When I feel insecure, all I want to do is reach inside myself and rip out that burning feeling. I hate myself. I wish to be happy. I blame. I run. I point my finger at those I feel caused the insecurity and lash out at them.
You made me feel this way. How could you do that?
Silence becomes my best friend. I master keeping a calm, collected facade while my insides crumble like the Berlin Wall.
Nothing is easier to bottle than insecurity. And it keeps forever.
How do I defeat these evil, wretched insecurities? Hint: Name calling doesn’t do shit. I’ve called my insecurities all of the worst things in the book, and they respond with the chorus of ‘Just the Two of Us’. I have snarky insecurities.
Cue: My voice.
If there’s anything your insecurities hate, it’s when you talk about them. They’re that gossipy, insecure friend who is shocked into silence when you call them out.
When I keep my insecurities to myself, they live inside of me. A potential army of insecurities vs me. I am alone.
When I put words to my insecurities, it’s as if they are extracted — a tangled, teeming mass of junk that I’ve splayed out onto the table. With the ugliness exposed, I am no longer alone in my fight. I have allies. If I know anything about myself, it’s that I feel 20x more powerful when someone has my back. If I’ve learned anything in the last 2 years, it’s that I don’t have to go it alone, I can reach out and ask for help.

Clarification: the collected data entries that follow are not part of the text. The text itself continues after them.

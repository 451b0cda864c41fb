//! Recursive descent JSON parser.
//!
//! One token of lookahead, a single forward pass, no backtracking. Errors
//! point at the token that could not be accepted.

use crate::error::JsonResult;
use crate::lexer::{Lexer, Token};
use crate::limits::Limits;
use crate::map::Map;
use crate::number::Number;
use crate::value::Value;

/// Parse a JSON document from bytes with default limits.
///
/// # Errors
///
/// Returns [`crate::JsonError::Parse`] with the position of the first
/// offending character.
pub fn parse(input: &[u8]) -> JsonResult<Value> {
    parse_with_limits(input, &Limits::default())
}

/// Parse a JSON document from text with default limits.
///
/// # Errors
///
/// Returns [`crate::JsonError::Parse`] with the position of the first
/// offending character.
pub fn parse_str(input: &str) -> JsonResult<Value> {
    parse(input.as_bytes())
}

/// Parse a JSON document with explicit limits.
///
/// # Errors
///
/// Returns [`crate::JsonError::Parse`] for malformed input or when a limit
/// is exceeded.
pub fn parse_with_limits(input: &[u8], limits: &Limits) -> JsonResult<Value> {
    Parser::new(input, limits)?.parse()
}

/// JSON parser over a token stream.
pub struct Parser<'a> {
    lexer: Lexer<'a>,
    current: Token,
    current_pos: usize,
    max_depth: usize,
    depth: usize,
}

impl<'a> Parser<'a> {
    /// Create a new parser for the given input.
    ///
    /// # Errors
    ///
    /// Fails if the input is rejected by the lexer before the first token.
    pub fn new(input: &'a [u8], limits: &Limits) -> JsonResult<Self> {
        let mut lexer = Lexer::new(input, limits)?;
        let (current, current_pos) = lexer.next_token()?;
        Ok(Self {
            lexer,
            current,
            current_pos,
            max_depth: limits.max_depth,
            depth: 0,
        })
    }

    /// Parse the whole input as one value.
    ///
    /// # Errors
    ///
    /// Fails on malformed input or trailing content after the value.
    pub fn parse(mut self) -> JsonResult<Value> {
        let value = self.parse_value()?;

        if self.current != Token::Eof {
            return Err(self.unexpected("end of input"));
        }

        Ok(value)
    }

    fn advance(&mut self) -> JsonResult<()> {
        let (token, pos) = self.lexer.next_token()?;
        self.current = token;
        self.current_pos = pos;
        Ok(())
    }

    fn unexpected(&self, expected: &str) -> crate::JsonError {
        self.lexer.error_at(
            self.current_pos,
            format!("expected {expected}, found {}", self.current.describe()),
        )
    }

    fn parse_value(&mut self) -> JsonResult<Value> {
        let value = match std::mem::replace(&mut self.current, Token::Eof) {
            Token::Null => Value::Null,
            Token::True => Value::Bool(true),
            Token::False => Value::Bool(false),
            Token::String(s) => Value::String(s),
            Token::Number(text) => Value::Number(Number::from_validated(text)),
            Token::LeftBrace => return self.parse_object(),
            Token::LeftBracket => return self.parse_array(),
            other => {
                self.current = other;
                return Err(self.unexpected("value"));
            }
        };
        self.advance()?;
        Ok(value)
    }

    fn enter(&mut self) -> JsonResult<()> {
        self.depth += 1;
        if self.depth > self.max_depth {
            return Err(self.lexer.error_at(
                self.current_pos,
                format!("nesting deeper than {} levels", self.max_depth),
            ));
        }
        Ok(())
    }

    fn parse_object(&mut self) -> JsonResult<Value> {
        self.enter()?;
        // consume '{'
        self.advance()?;

        let mut map = Map::new();

        if self.current == Token::RightBrace {
            self.advance()?;
            self.depth -= 1;
            return Ok(Value::Object(map));
        }

        loop {
            let key = match std::mem::replace(&mut self.current, Token::Eof) {
                Token::String(s) => s,
                other => {
                    let trailing_comma = other == Token::RightBrace;
                    self.current = other;
                    return Err(if trailing_comma {
                        self.lexer.error_at(self.current_pos, "trailing comma in object")
                    } else {
                        self.unexpected("string key")
                    });
                }
            };
            self.advance()?;

            if self.current != Token::Colon {
                return Err(self.unexpected("':'"));
            }
            self.advance()?;

            let value = self.parse_value()?;
            map.append(key, value);

            match self.current {
                Token::Comma => self.advance()?,
                Token::RightBrace => {
                    self.advance()?;
                    break;
                }
                _ => return Err(self.unexpected("',' or '}'")),
            }
        }

        self.depth -= 1;
        Ok(Value::Object(map))
    }

    fn parse_array(&mut self) -> JsonResult<Value> {
        self.enter()?;
        // consume '['
        self.advance()?;

        let mut list = Vec::new();

        if self.current == Token::RightBracket {
            self.advance()?;
            self.depth -= 1;
            return Ok(Value::Array(list));
        }

        loop {
            if self.current == Token::RightBracket {
                return Err(self
                    .lexer
                    .error_at(self.current_pos, "trailing comma in array"));
            }
            list.push(self.parse_value()?);

            match self.current {
                Token::Comma => self.advance()?,
                Token::RightBracket => {
                    self.advance()?;
                    break;
                }
                _ => return Err(self.unexpected("',' or ']'")),
            }
        }

        self.depth -= 1;
        Ok(Value::Array(list))
    }
}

The journey to owning my story and embracing authenticity hasn’t been easy. Sometimes it’s fucking hard. It can be scary to be across from someone and be sad
and not hide it. To say to them, with or without words, ‘I am sad. I am choosing to own that and not laugh it off, or fake a smile, or numb, or self-medicate. I am more than all the good things like kindness, happiness, and humor. I am all things. I feel all things. Because I’m a human being.’